[Opening SOURCE MATERIAL section]

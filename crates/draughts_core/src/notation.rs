//! Move notation in the `32-28` / `19(D)x30x44` / `14x5=D` style.

use crate::board::{Board, SNAPSHOT_DELIMITER};
use crate::error::{RulesError, RulesResult};
use crate::movegen::legal_moves;
use crate::types::{check_square, Color, Move, Piece, Square};

pub const KING_MARK: &str = "(D)";
pub const PROMOTION_MARK: &str = "=D";

/// Starting square, suffixed `(D)` when the mover is a king.
pub fn from_token(from: Square, piece: Piece) -> String {
    if piece.is_king() {
        format!("{from}{KING_MARK}")
    } else {
        from.to_string()
    }
}

pub fn format_move(from_token: &str, is_capture: bool, destinations: &[Square], promoted: bool) -> String {
    let sep = if is_capture { 'x' } else { '-' };
    let mut s = String::from(from_token);
    for sq in destinations {
        s.push(sep);
        s.push_str(&sq.to_string());
    }
    if promoted {
        s.push_str(PROMOTION_MARK);
    }
    s
}

pub fn move_to_notation(mv: &Move, piece: Piece, promoted: bool) -> String {
    format_move(&from_token(mv.from, piece), mv.is_capture(), &mv.path, promoted)
}

pub fn parse_square(txt: &str) -> RulesResult<Square> {
    let raw: u8 = txt
        .trim()
        .parse()
        .map_err(|_| RulesError::IllegalMove(format!("not a square: {txt:?}")))?;
    check_square(raw)
}

/// Squares named in a notation string, marks stripped.
pub fn parse_squares(txt: &str) -> RulesResult<Vec<Square>> {
    txt.replace(KING_MARK, "")
        .replace(PROMOTION_MARK, "")
        .split(|c: char| c == '-' || c == 'x' || c == ',' || c.is_whitespace())
        .filter(|part| !part.is_empty())
        .map(parse_square)
        .collect()
}

/// Parses a notation string and matches it against the legal moves so the
/// captured squares are filled in. A capture may be written with only its
/// first and last squares when that is unambiguous.
pub fn parse_move(board: &Board, color: Color, txt: &str) -> RulesResult<Option<Move>> {
    let squares = parse_squares(txt)?;
    let Some((&from, rest)) = squares.split_first() else {
        return Ok(None);
    };
    if rest.is_empty() {
        return Ok(None);
    }

    let legals = legal_moves(board, color)?;
    if let Some(mv) = legals.iter().find(|m| m.from == from && m.path == rest) {
        return Ok(Some(mv.clone()));
    }

    let mut short = legals
        .into_iter()
        .filter(|m| rest.len() == 1 && m.from == from && m.to() == rest[0]);
    match (short.next(), short.next()) {
        (Some(mv), None) => Ok(Some(mv)),
        _ => Ok(None),
    }
}

/// Concatenated snapshot tokens, each followed by the delimiter.
pub fn snapshot_log<'a>(boards: impl IntoIterator<Item = &'a Board>) -> String {
    let mut log = String::new();
    for board in boards {
        log.push_str(&board.snapshot());
        log.push(SNAPSHOT_DELIMITER);
    }
    log
}

/// Splits a concatenated snapshot log back into boards.
pub fn parse_snapshot_log(log: &str) -> RulesResult<Vec<Board>> {
    log.split(SNAPSHOT_DELIMITER)
        .filter(|token| !token.is_empty())
        .map(Board::from_snapshot)
        .collect()
}

#[cfg(test)]
#[path = "notation_tests.rs"]
mod notation_tests;
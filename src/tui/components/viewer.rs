use crossterm::event::{KeyCode, KeyEvent};
use pulldown_cmark::{Event, HeadingLevel, Parser, Tag, TagEnd};
use ratatui::{
    Frame,
    layout::Rect,
    style::{Color, Modifier, Style},
    text::{Line, Span},
    widgets::{Block, Borders, Paragraph, Wrap},
};

pub struct ContentViewer {
    pub lines: Vec<Line<'static>>,
    pub scroll: usize,
    pub title: String,
}

impl ContentViewer {
    pub fn new(content: &str, title: impl Into<String>) -> Self {
        Self {
            lines: markdown_lines(content),
            scroll: 0,
            title: title.into(),
        }
    }

    pub fn set_content(&mut self, content: &str, title: impl Into<String>) {
        self.lines = markdown_lines(content);
        self.title = title.into();
        self.scroll = 0;
    }

    fn max_scroll(&self, area_height: usize) -> usize {
        self.lines.len().saturating_sub(area_height.saturating_sub(2))
    }

    pub fn scroll_up(&mut self, by: usize) {
        self.scroll = self.scroll.saturating_sub(by);
    }

    pub fn scroll_down(&mut self, by: usize, area_height: usize) {
        self.scroll = (self.scroll + by).min(self.max_scroll(area_height));
    }

    pub fn handle_key(&mut self, key: KeyEvent, area_height: usize) -> bool {
        let page_size = area_height.saturating_sub(2).max(1);
        match key.code {
            KeyCode::Up => {
                self.scroll_up(1);
                true
            }
            KeyCode::Down => {
                self.scroll_down(1, area_height);
                true
            }
            KeyCode::PageUp => {
                self.scroll_up(page_size);
                true
            }
            KeyCode::PageDown => {
                self.scroll_down(page_size, area_height);
                true
            }
            KeyCode::Home => {
                self.scroll = 0;
                true
            }
            KeyCode::End => {
                self.scroll = self.max_scroll(area_height);
                true
            }
            _ => false,
        }
    }

    pub fn render(&self, f: &mut Frame, area: Rect, focused: bool) {
        let total_lines = self.lines.len();
        let visible_lines = area.height.saturating_sub(2) as usize;
        let scroll_info = if total_lines > visible_lines {
            format!(
                " (lines {}-{} of {})",
                self.scroll + 1,
                (self.scroll + visible_lines).min(total_lines),
                total_lines
            )
        } else {
            String::new()
        };

        let border = if focused {
            Style::default().fg(Color::Yellow)
        } else {
            Style::default()
        };

        let block = Block::default()
            .borders(Borders::ALL)
            .border_style(border)
            .title(format!("{}{scroll_info}", self.title));

        let paragraph = Paragraph::new(self.lines.clone())
            .block(block)
            .wrap(Wrap { trim: false })
            .scroll((self.scroll.min(u16::MAX as usize) as u16, 0));

        f.render_widget(paragraph, area);
    }
}

/// Turns model markdown into styled terminal lines.
pub fn markdown_lines(source: &str) -> Vec<Line<'static>> {
    let mut lines: Vec<Line<'static>> = Vec::new();
    let mut current: Vec<Span<'static>> = Vec::new();
    let mut style = Style::default();
    let mut list_depth: usize = 0;

    let flush = |current: &mut Vec<Span<'static>>, lines: &mut Vec<Line<'static>>| {
        if !current.is_empty() {
            lines.push(Line::from(std::mem::take(current)));
        }
    };

    for event in Parser::new(source) {
        match event {
            Event::Start(Tag::Heading { level, .. }) => {
                style = match level {
                    HeadingLevel::H1 | HeadingLevel::H2 => Style::default()
                        .fg(Color::Yellow)
                        .add_modifier(Modifier::BOLD),
                    _ => Style::default().fg(Color::Yellow),
                };
            }
            Event::End(TagEnd::Heading(_)) => {
                flush(&mut current, &mut lines);
                lines.push(Line::default());
                style = Style::default();
            }
            Event::Start(Tag::Strong) => style = style.add_modifier(Modifier::BOLD),
            Event::End(TagEnd::Strong) => style = style.remove_modifier(Modifier::BOLD),
            Event::Start(Tag::Emphasis) => style = style.add_modifier(Modifier::ITALIC),
            Event::End(TagEnd::Emphasis) => style = style.remove_modifier(Modifier::ITALIC),
            Event::Start(Tag::List(_)) => {
                flush(&mut current, &mut lines);
                list_depth += 1;
            }
            Event::End(TagEnd::List(_)) => {
                list_depth = list_depth.saturating_sub(1);
                if list_depth == 0 {
                    lines.push(Line::default());
                }
            }
            Event::Start(Tag::Item) => {
                let indent = "  ".repeat(list_depth.saturating_sub(1));
                current.push(Span::styled(
                    format!("{indent}• "),
                    Style::default().fg(Color::Green),
                ));
            }
            Event::End(TagEnd::Item) => flush(&mut current, &mut lines),
            Event::End(TagEnd::Paragraph) => {
                flush(&mut current, &mut lines);
                if list_depth == 0 {
                    lines.push(Line::default());
                }
            }
            Event::Text(text) => current.push(Span::styled(text.into_string(), style)),
            Event::Code(code) => current.push(Span::styled(
                code.into_string(),
                style.fg(Color::Cyan),
            )),
            Event::SoftBreak | Event::HardBreak => flush(&mut current, &mut lines),
            Event::Rule => {
                flush(&mut current, &mut lines);
                lines.push(Line::from(Span::styled(
                    "─".repeat(40),
                    Style::default().fg(Color::DarkGray),
                )));
            }
            _ => {}
        }
    }
    flush(&mut current, &mut lines);

    while lines.last().is_some_and(|line| line.spans.is_empty()) {
        lines.pop();
    }

    lines
}

#[cfg(test)]
mod tests {
    use super::*;

    fn plain(lines: &[Line<'static>]) -> Vec<String> {
        lines
            .iter()
            .map(|line| line.spans.iter().map(|s| s.content.as_ref()).collect())
            .collect()
    }

    #[test]
    fn renders_headings_lists_and_breaks() {
        let lines = markdown_lines("## Summary\nXRP is up.\nVolume too.\n\n- Video 1 - **Buy**\n- Video 2 - Hold\n\nHold");
        assert_eq!(
            plain(&lines),
            [
                "Summary",
                "",
                "XRP is up.",
                "Volume too.",
                "",
                "• Video 1 - Buy",
                "• Video 2 - Hold",
                "",
                "Hold",
            ]
        );
        let buy = lines[5]
            .spans
            .iter()
            .find(|span| span.content == "Buy")
            .expect("bold span");
        assert!(buy.style.add_modifier.contains(Modifier::BOLD));
    }

    #[test]
    fn scrolling_is_clamped() {
        let text = (0..30).map(|i| format!("line {i}\n\n")).collect::<String>();
        let mut viewer = ContentViewer::new(&text, "t");
        viewer.scroll_down(1000, 12);
        assert_eq!(viewer.scroll, viewer.lines.len() - 10);
        viewer.scroll_up(1000);
        assert_eq!(viewer.scroll, 0);
    }
}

[Closing SOURCE MATERIAL section]

*EXERCISE PROMPT*.
Only the lines above starting with the one with "Move notation in" and going through the one with "let sep = if" are to be copied, word for word and with both ends kept.

*RESPONSE TO THIS EXERCISE*.
//! Move notation in the `32-28` / `19(D)x30x44` / `14x5=D` style.

use crate::board::{Board, SNAPSHOT_DELIMITER};
use crate::error::{RulesError, RulesResult};
use crate::movegen::legal_moves;
use crate::types::{check_square, Color, Move, Piece, Square};

pub const KING_MARK: &str = "(D)";
pub const PROMOTION_MARK: &str = "=D";

/// Starting square, suffixed `(D)` when the mover is a king.
pub fn from_token(from: Square, piece: Piece) -> String {
    if piece.is_king() {
        format!("{from}{KING_MARK}")
    } else {
        from.to_string()
    }
}

pub fn format_move(from_token: &str, is_capture: bool, destinations: &[Square], promoted: bool) -> String {
    let sep = if is_capture { 'x' } else { '-' };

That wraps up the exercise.